[Recorded data]
● ● ● ● ●

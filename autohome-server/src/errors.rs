use autohome_core::{DispatchError, Error};
use axum::Json;
use axum::http::StatusCode;
use axum::response::{IntoResponse, Response};
use serde_json::json;
use uuid::Uuid;

#[derive(Debug, thiserror::Error)]
pub enum ApiError {
    #[error("Unknown action: {0}")]
    NotFound(String),

    #[error("Action error: {0}")]
    ActionError(#[from] Error),

    #[error("Internal error: {0}")]
    InternalError(#[from] anyhow::Error),
}

impl From<DispatchError> for ApiError {
    fn from(error: DispatchError) -> Self {
        match error {
            DispatchError::UnknownAction(name) => ApiError::NotFound(name),
            DispatchError::Action(e) => ApiError::ActionError(e),
        }
    }
}

impl IntoResponse for ApiError {
    fn into_response(self) -> Response {
        let error_id = Uuid::new_v4();

        match self {
            ApiError::NotFound(name) => {
                tracing::debug!("Unknown action requested: {}", name);
                return StatusCode::NOT_FOUND.into_response();
            }
            ApiError::ActionError(e) => {
                tracing::error!(error_id = ?error_id, "Action error: {}", e);
            }
            ApiError::InternalError(e) => {
                tracing::error!(error_id = ?error_id, "Internal error: {}", e);
            }
        }

        let body = Json(json!({
            "error": {
                "code": StatusCode::INTERNAL_SERVER_ERROR.as_u16(),
                "message": "Internal server error",
                "error_id": error_id.to_string(),
            }
        }));

        (StatusCode::INTERNAL_SERVER_ERROR, body).into_response()
    }
}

● ● ● ● ●

▶ **Goal of the exercise**
Provide the count of lines above containing "ActionError", without any added words.

▶ **Exercise response**
3